The OCC explained its interpretation of the Dodd-Frank preemption provisions in a May 12, 2011 letter responding to an inquiry from Senators Mark Carper and Mark Warner, who authored those provisions. Here are the highlights:

  • The “prevents or significantly interferes with the exercise by the national bank of its powers” language from Barnett Bank of Marion County, N.A. v. Nelson, Florida Insurance Commissioner, et. al., 517 U.S. 25 (1996) quoted in Dodd Frank is the “touchstone or starting point” in the analysis, but the analysis “may not stop there and must consider the whole of the conflict preemption analysis” in the decision and its progeny.
  • The OCC’s 2004 regulations remain in full force and effect because they codify the Barnett Bank (ID cite) conflict preemption standard.
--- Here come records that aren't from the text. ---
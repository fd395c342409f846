//! The `Cluster` container: point indices in order of assignment.

use std::fmt;
use std::ops::Index;

use crate::error::{Error, Result};

/// One density-connected group of points, stored as indices into the input.
///
/// Members are kept in the order they were assigned during expansion, which
/// is generally not input order. `Cluster` does not deduplicate; the engine
/// guarantees each index is added at most once.
#[derive(Debug, Clone, Default, PartialEq, Eq)]
#[cfg_attr(feature = "serde", derive(serde::Serialize, serde::Deserialize))]
#[cfg_attr(feature = "serde", serde(transparent))]
pub struct Cluster {
    members: Vec<usize>,
}

/// Iterator over the members of a [`Cluster`], in insertion order.
pub type Iter<'a> = std::iter::Copied<std::slice::Iter<'a, usize>>;

impl Cluster {
    /// Create an empty cluster.
    pub fn new() -> Self {
        Self::default()
    }

    /// Append a point index.
    #[inline]
    pub fn add(&mut self, point_index: usize) {
        self.members.push(point_index);
    }

    /// Number of member points.
    #[inline]
    pub fn len(&self) -> usize {
        self.members.len()
    }

    /// Alias for [`Cluster::len`].
    #[inline]
    pub fn size(&self) -> usize {
        self.len()
    }

    /// Whether no point has been assigned.
    #[inline]
    pub fn is_empty(&self) -> bool {
        self.members.is_empty()
    }

    /// The point index at `position` (0-based, insertion order).
    ///
    /// # Errors
    ///
    /// [`Error::OutOfRange`] if `position >= self.len()`.
    pub fn get(&self, position: usize) -> Result<usize> {
        self.members
            .get(position)
            .copied()
            .ok_or(Error::OutOfRange {
                position,
                len: self.members.len(),
            })
    }

    /// Whether `point_index` is a member. Linear in the cluster size.
    pub fn contains(&self, point_index: usize) -> bool {
        self.members.contains(&point_index)
    }

    /// Members in insertion order. Each call starts a fresh pass.
    pub fn iter(&self) -> Iter<'_> {
        self.members.iter().copied()
    }

    /// Members as a slice.
    pub fn as_slice(&self) -> &[usize] {
        &self.members
    }

    /// Consume the cluster, returning its members.
    pub fn into_vec(self) -> Vec<usize> {
        self.members
    }
}

impl Index<usize> for Cluster {
    type Output = usize;

    fn index(&self, position: usize) -> &usize {
        &self.members[position]
    }
}

impl<'a> IntoIterator for &'a Cluster {
    type Item = usize;
    type IntoIter = Iter<'a>;

    fn into_iter(self) -> Self::IntoIter {
        self.iter()
    }
}

impl IntoIterator for Cluster {
    type Item = usize;
    type IntoIter = std::vec::IntoIter<usize>;

    fn into_iter(self) -> Self::IntoIter {
        self.members.into_iter()
    }
}

impl FromIterator<usize> for Cluster {
    fn from_iter<I: IntoIterator<Item = usize>>(iter: I) -> Self {
        Self {
            members: iter.into_iter().collect(),
        }
    }
}

impl fmt::Display for Cluster {
    fn fmt(&self, f: &mut fmt::Formatter<'_>) -> fmt::Result {
        if self.is_empty() {
            write!(f, "Cluster: (empty)")
        } else {
            write!(f, "Cluster: {:?}", self.members)
        }
    }
}
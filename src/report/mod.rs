//! Report rendering.

pub mod generator;

pub use generator::render_report;
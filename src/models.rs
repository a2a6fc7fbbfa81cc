//! Data models shared by the collector, aggregator and report.

use serde::{Deserialize, Serialize};
use std::fmt;

/// What to do with unrecognized lines while no failure body is open.
#[derive(Debug, Clone, Copy, PartialEq, Eq, Default, Serialize, Deserialize, clap::ValueEnum)]
#[serde(rename_all = "lowercase")]
pub enum IdleLines {
    /// Copy them to the output unchanged (default)
    #[default]
    Pass,
    /// Discard them
    Drop,
}

/// What an `ok`/`?` package line does to pending failures.
#[derive(Debug, Clone, Copy, PartialEq, Eq, Default, Serialize, Deserialize, clap::ValueEnum)]
#[serde(rename_all = "lowercase")]
pub enum PackagePass {
    /// Leave pending failures for the next FAIL boundary (default)
    #[default]
    Keep,
    /// Drop all pending failures and run counts
    Reset,
}

impl fmt::Display for IdleLines {
    fn fmt(&self, f: &mut fmt::Formatter<'_>) -> fmt::Result {
        match self {
            IdleLines::Pass => write!(f, "pass"),
            IdleLines::Drop => write!(f, "drop"),
        }
    }
}

impl fmt::Display for PackagePass {
    fn fmt(&self, f: &mut fmt::Formatter<'_>) -> fmt::Result {
        match self {
            PackagePass::Keep => write!(f, "keep"),
            PackagePass::Reset => write!(f, "reset"),
        }
    }
}

/// Behavior switches for the collector, read from the `[filter]` config section.
#[derive(Debug, Clone, Copy, PartialEq, Eq, Serialize, Deserialize)]
pub struct FilterOptions {
    /// Unrecognized lines outside a failure body: "pass" or "drop".
    #[serde(default)]
    pub idle_lines: IdleLines,

    /// Effect of an `ok`/`?` package line on pending failures: "keep" or "reset".
    #[serde(default)]
    pub package_pass: PackagePass,

    /// Report failures still pending when the input ends.
    #[serde(default)]
    pub flush_at_eof: bool,

    /// Print the failure percentage when run counts are known.
    #[serde(default = "default_true")]
    pub show_rate: bool,
}

impl Default for FilterOptions {
    fn default() -> Self {
        Self {
            idle_lines: IdleLines::default(),
            package_pass: PackagePass::default(),
            flush_at_eof: false,
            show_rate: true,
        }
    }
}

fn default_true() -> bool {
    true
}

/// A distinct failure body and how often it occurred.
#[derive(Debug, Clone, PartialEq)]
pub struct BodySummary {
    pub count: usize,
    /// Body lines, each terminated by a newline, without the test name line.
    pub text: String,
}

/// One failing test as it appears in a report.
#[derive(Debug, Clone, PartialEq)]
pub struct FailureSummary {
    pub name: String,
    pub total_failures: usize,
    /// Percentage of runs that failed, if the test was seen starting.
    pub failure_rate: Option<f64>,
    /// Ordered by descending count, then first appearance.
    pub bodies: Vec<BodySummary>,
}

impl FailureSummary {
    /// Returns the report header, e.g. `--- FAIL: TestA (3 times, 75.00%)`.
    pub fn header(&self, show_rate: bool) -> String {
        match self.failure_rate {
            Some(rate) if show_rate => format!(
                "--- FAIL: {} ({} times, {:.2}%)",
                self.name, self.total_failures, rate
            ),
            _ => format!("--- FAIL: {} ({} times)", self.name, self.total_failures),
        }
    }
}
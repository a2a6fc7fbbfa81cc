//! Golden tests over `testdata/<name>.in.txt` / `<name>.out.txt` pairs.
//!
//! Set `FLAKESUM_WRITE_FIXTURES=1` to rewrite the `.out.txt` files from the
//! current output instead of comparing against them.

use crate::collector::Collector;
use crate::models::FilterOptions;
use crate::stream;
use std::path::{Path, PathBuf};
use walkdir::WalkDir;

const IN_SUFFIX: &str = ".in.txt";
const OUT_SUFFIX: &str = ".out.txt";

fn testdata_dir() -> PathBuf {
    Path::new(env!("CARGO_MANIFEST_DIR")).join("testdata")
}

fn write_mode() -> bool {
    std::env::var("FLAKESUM_WRITE_FIXTURES").is_ok_and(|v| !v.is_empty() && v != "0")
}

fn filter(input: &[u8]) -> String {
    let mut collector = Collector::new(FilterOptions::default());
    let mut output: Vec<u8> = Vec::new();
    tokio_test::block_on(stream::run(&mut collector, input, &mut output))
        .expect("in-memory streams do not fail");
    String::from_utf8(output).expect("output is valid UTF-8")
}

fn fixture_inputs() -> Vec<PathBuf> {
    let mut inputs: Vec<PathBuf> = WalkDir::new(testdata_dir())
        .max_depth(1)
        .into_iter()
        .filter_map(|entry| entry.ok())
        .map(|entry| entry.into_path())
        .filter(|path| {
            path.file_name()
                .and_then(|n| n.to_str())
                .is_some_and(|n| n.ends_with(IN_SUFFIX))
        })
        .collect();
    inputs.sort();
    inputs
}

#[test]
fn test_fixtures() {
    let inputs = fixture_inputs();
    assert!(!inputs.is_empty(), "no fixtures under {}", testdata_dir().display());

    let mut mismatches = Vec::new();
    for in_path in inputs {
        let file_name = in_path.file_name().and_then(|n| n.to_str()).unwrap();
        let name = file_name.trim_end_matches(IN_SUFFIX);
        let out_path = in_path.with_file_name(format!("{}{}", name, OUT_SUFFIX));

        let input = std::fs::read(&in_path).unwrap();
        let got = filter(&input);

        if write_mode() {
            std::fs::write(&out_path, &got).unwrap();
            continue;
        }

        let expected = std::fs::read_to_string(&out_path)
            .unwrap_or_else(|e| panic!("missing {}: {}", out_path.display(), e));
        if got != expected {
            mismatches.push(format!(
                "fixture {}\nExpected:\n{}\nGot:\n{}",
                name, expected, got
            ));
        }
    }

    assert!(mismatches.is_empty(), "{}", mismatches.join("\n"));
}

#[test]
fn test_fixtures_are_stable() {
    for in_path in fixture_inputs() {
        let input = std::fs::read(&in_path).unwrap();
        assert_eq!(filter(&input), filter(&input), "{}", in_path.display());
    }
}
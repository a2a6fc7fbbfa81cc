//! flakesum - condense repeated failures in verbose test runner output
//!
//! A pipe filter that sits between a test runner and a log. Status lines
//! pass through unchanged; failures are grouped by test and by failure
//! text, and reported once per package with their counts.
//!
//! Exit codes:
//!   0 - No test failures seen
//!   1 - At least one test failure seen
//!   2 - Runtime error (bad arguments, config, I/O)

mod analysis;
mod cli;
mod collector;
mod config;
mod models;
mod report;
mod stream;

#[cfg(test)]
mod golden;

use anyhow::{Context, Result};
use cli::Args;
use collector::Collector;
use config::{Config, CONFIG_FILE};
use tracing::level_filters::LevelFilter;
use tracing::{debug, error, info, warn};
use tracing_subscriber::{EnvFilter, FmtSubscriber};

const EXIT_FAILURES: i32 = 1;
const EXIT_ERROR: i32 = 2;

#[tokio::main]
async fn main() -> Result<()> {
    let args = Args::parse_args();

    if let Err(e) = args.validate() {
        eprintln!("Error: {}", e);
        std::process::exit(EXIT_ERROR);
    }

    // Handle --init-config early (no logging needed)
    if args.init_config {
        return handle_init_config();
    }

    let (config, config_warning) = match load_config(&args) {
        Ok(loaded) => loaded,
        Err(e) => {
            eprintln!("Error: {:#}", e);
            std::process::exit(EXIT_ERROR);
        }
    };

    init_logging(&args, &config);

    if let Some(warning) = config_warning {
        warn!("{}", warning);
    }
    debug!("Arguments: {:?}", args);

    match run_filter(&args, config).await {
        Ok(any_failed) => {
            if any_failed {
                std::process::exit(EXIT_FAILURES);
            }
            Ok(())
        }
        Err(e) => {
            error!("Filter failed: {:#}", e);
            eprintln!("Error: {:#}", e);
            std::process::exit(EXIT_ERROR);
        }
    }
}

/// Handle --init-config: generate a default .flakesum.toml.
fn handle_init_config() -> Result<()> {
    let path = std::path::Path::new(CONFIG_FILE);

    if path.exists() {
        eprintln!("{} already exists. Remove it first or edit it manually.", CONFIG_FILE);
        std::process::exit(EXIT_ERROR);
    }

    let content = Config::default_toml();
    std::fs::write(path, &content).with_context(|| format!("Failed to write {}", CONFIG_FILE))?;

    eprintln!("Created {} with default settings.", CONFIG_FILE);
    Ok(())
}

/// Initialize logging on stderr, keeping stdout for the filtered stream.
///
/// `RUST_LOG` takes precedence over the verbosity flags.
fn init_logging(args: &Args, config: &Config) {
    let level = if config.general.verbose && !args.quiet {
        tracing::Level::DEBUG
    } else {
        args.log_level()
    };

    let filter = EnvFilter::builder()
        .with_default_directive(LevelFilter::from_level(level).into())
        .from_env_lossy();

    let subscriber = FmtSubscriber::builder()
        .with_env_filter(filter)
        .with_writer(std::io::stderr)
        .with_target(false)
        .with_thread_ids(false)
        .with_file(false)
        .with_line_number(false)
        .compact()
        .finish();

    if let Err(e) = tracing::subscriber::set_global_default(subscriber) {
        eprintln!("Failed to set tracing subscriber: {}", e);
    }
}

/// Stream the input through the collector. Returns whether any test failed.
async fn run_filter(args: &Args, config: Config) -> Result<bool> {
    let options = config.filter_options();
    info!(
        idle_lines = %options.idle_lines,
        package_pass = %options.package_pass,
        flush_at_eof = options.flush_at_eof,
        "flakesum v{}",
        env!("CARGO_PKG_VERSION")
    );

    let reader = stream::open_input(args.input.as_deref()).await?;
    let mut stdout = tokio::io::stdout();
    let mut collector = Collector::new(options);

    let stats = stream::run(&mut collector, reader, &mut stdout)
        .await
        .context("Failed to filter test output")?;

    info!(
        lines = stats.lines_read,
        failed = collector.any_failed(),
        "done"
    );
    Ok(collector.any_failed())
}

/// Load configuration, merged with CLI arguments.
///
/// A broken default config file is not fatal; the returned warning is
/// logged once logging is up.
fn load_config(args: &Args) -> Result<(Config, Option<String>)> {
    let (mut config, warning) = if let Some(ref config_path) = args.config {
        (Config::load(config_path)?, None)
    } else {
        match Config::load_default() {
            Ok(Some(config)) => (config, None),
            Ok(None) => (Config::default(), None),
            Err(e) => (
                Config::default(),
                Some(format!("Ignoring {}: {:#}", CONFIG_FILE, e)),
            ),
        }
    };

    config.merge_with_args(args);
    Ok((config, warning))
}
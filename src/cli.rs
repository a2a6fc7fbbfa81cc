//! Command-line interface argument parsing.
//!
//! This module handles all CLI argument parsing using clap,
//! including validation and default values.

use crate::models::{IdleLines, PackagePass};
use clap::Parser;
use std::path::PathBuf;

/// flakesum - condense repeated test failures
///
/// Reads verbose test runner output (e.g. `go test -v`), folds identical
/// failures of the same test together and prints each distinct failure once,
/// with how many times it happened and what share of runs failed.
///
/// Examples:
///   go test -v -count=50 ./... | flakesum
///   flakesum test-output.txt
///   go test -v ./... | flakesum --idle-lines drop --no-rate
///   flakesum --init-config
#[derive(Parser, Debug, Clone)]
#[command(author, version, about, long_about = None)]
#[command(propagate_version = true)]
pub struct Args {
    /// Runner output to read; stdin when absent or `-`
    #[arg(value_name = "FILE")]
    pub input: Option<PathBuf>,

    /// Path to configuration file
    ///
    /// If not specified, looks for .flakesum.toml in the current directory
    #[arg(short, long, value_name = "FILE", env = "FLAKESUM_CONFIG")]
    pub config: Option<PathBuf>,

    /// Enable verbose logging output (on stderr)
    #[arg(short, long)]
    pub verbose: bool,

    /// Only log errors
    #[arg(short, long)]
    pub quiet: bool,

    /// What to do with unrecognized lines outside a failure body
    #[arg(long, value_name = "MODE")]
    pub idle_lines: Option<IdleLines>,

    /// Whether an `ok`/`?` package line drops pending failures
    #[arg(long, value_name = "MODE")]
    pub package_pass: Option<PackagePass>,

    /// Report failures still pending when the input ends
    ///
    /// By default only a `FAIL <package>` line prints a report; failures
    /// after the last one only affect the exit status.
    #[arg(long)]
    pub flush_at_eof: bool,

    /// Do not print failure percentages
    #[arg(long)]
    pub no_rate: bool,

    /// Generate a default .flakesum.toml configuration file
    #[arg(long)]
    pub init_config: bool,
}

impl Args {
    /// Parse command-line arguments.
    pub fn parse_args() -> Self {
        Self::parse()
    }

    /// Validate the parsed arguments.
    pub fn validate(&self) -> Result<(), String> {
        if self.init_config {
            return Ok(());
        }

        if self.verbose && self.quiet {
            return Err("Cannot use both --verbose and --quiet".to_string());
        }

        if let Some(ref input) = self.input {
            if input.as_os_str() != "-" && input.is_dir() {
                return Err(format!("Input is a directory: {}", input.display()));
            }
        }

        Ok(())
    }

    /// Returns the log level based on verbosity settings.
    pub fn log_level(&self) -> tracing::Level {
        if self.quiet {
            tracing::Level::ERROR
        } else if self.verbose {
            tracing::Level::DEBUG
        } else {
            tracing::Level::WARN
        }
    }
}

#[cfg(test)]
mod tests {
    use super::*;

    fn make_args() -> Args {
        Args {
            input: None,
            config: None,
            verbose: false,
            quiet: false,
            idle_lines: None,
            package_pass: None,
            flush_at_eof: false,
            no_rate: false,
            init_config: false,
        }
    }

    #[test]
    fn test_parse_flags() {
        let args = Args::try_parse_from([
            "flakesum",
            "--idle-lines",
            "drop",
            "--package-pass",
            "reset",
            "--no-rate",
            "out.txt",
        ])
        .unwrap();
        assert_eq!(args.idle_lines, Some(IdleLines::Drop));
        assert_eq!(args.package_pass, Some(PackagePass::Reset));
        assert!(args.no_rate);
        assert_eq!(args.input, Some(PathBuf::from("out.txt")));
    }

    #[test]
    fn test_validation_conflicting_options() {
        let mut args = make_args();
        args.verbose = true;
        args.quiet = true;
        assert!(args.validate().is_err());
    }

    #[test]
    fn test_validation_directory_input() {
        let dir = tempfile::tempdir().unwrap();
        let mut args = make_args();
        args.input = Some(dir.path().to_path_buf());
        assert!(args.validate().is_err());

        args.input = Some(PathBuf::from("-"));
        assert!(args.validate().is_ok());
    }

    #[test]
    fn test_log_level() {
        let mut args = make_args();
        assert_eq!(args.log_level(), tracing::Level::WARN);

        args.verbose = true;
        assert_eq!(args.log_level(), tracing::Level::DEBUG);

        args.verbose = false;
        args.quiet = true;
        assert_eq!(args.log_level(), tracing::Level::ERROR);
    }
}
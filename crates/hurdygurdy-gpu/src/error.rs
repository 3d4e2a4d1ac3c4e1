//! GPU error types.

use ash::vk;
use std::path::PathBuf;
use thiserror::Error;

/// GPU-related errors.
///
/// Every variant is fatal for the frame loop. The only recoverable condition,
/// an out-of-date or suboptimal swapchain, is reported through
/// [`FrameStatus::WindowInvalid`](crate::FrameStatus) instead.
#[derive(Error, Debug)]
pub enum GpuError {
    /// Vulkan error.
    #[error("Vulkan error: {0}")]
    Vulkan(#[from] vk::Result),

    /// The Vulkan loader could not be found.
    #[error("Failed to load Vulkan: {0}")]
    Loading(String),

    /// No suitable GPU found.
    #[error("No suitable GPU found")]
    NoSuitableDevice,

    /// Memory allocation failed.
    #[error("Memory allocation failed: {0}")]
    AllocationFailed(String),

    /// Surface creation failed.
    #[error("Surface creation failed: {0}")]
    SurfaceCreation(String),

    /// Swapchain creation failed.
    #[error("Swapchain creation failed: {0}")]
    SwapchainCreation(String),

    /// SPIR-V bytecode could not be decoded.
    #[error("Invalid SPIR-V: {0}")]
    InvalidSpirv(String),

    /// Pipeline creation failed.
    #[error("Pipeline creation failed: {0}")]
    PipelineCreation(String),

    /// A format lacks a feature the operation needs.
    #[error("Format {format:?} does not support {feature}")]
    UnsupportedFormat {
        format: vk::Format,
        feature: &'static str,
    },

    /// Shader file does not exist.
    #[error("Shader file not found: {}", .0.display())]
    ShaderNotFound(PathBuf),

    /// Shader file exists but could not be read.
    #[error("Shader file not readable: {}: {source}", path.display())]
    ShaderUnreadable {
        path: PathBuf,
        #[source]
        source: std::io::Error,
    },

    /// Invalid state.
    #[error("Invalid state: {0}")]
    InvalidState(String),
}

/// Result type alias.
pub type Result<T> = std::result::Result<T, GpuError>;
However, the OCC will remove the “obstruct, impair, and condition” standard from those regulations in light of congressional intent to “eliminate uncertainty” created by this “distillation” of the conflict preemption principles in Barnett Bank.
  • The OCC will rescind its regulation concerning application of state laws to national bank operating subsidiaries, amend its regulations to provide that the same preemption standards apply to national banks and federal thrifts, and revise its regulations to comport with the Supreme Court’s ruling in Cuomo v. Clearing House Ass’n, LLC, 129 S. Ct. 2710, 2715, 174 L. Ed. 2d 464 (2009), all of which reflect Dodd- Frank requirements.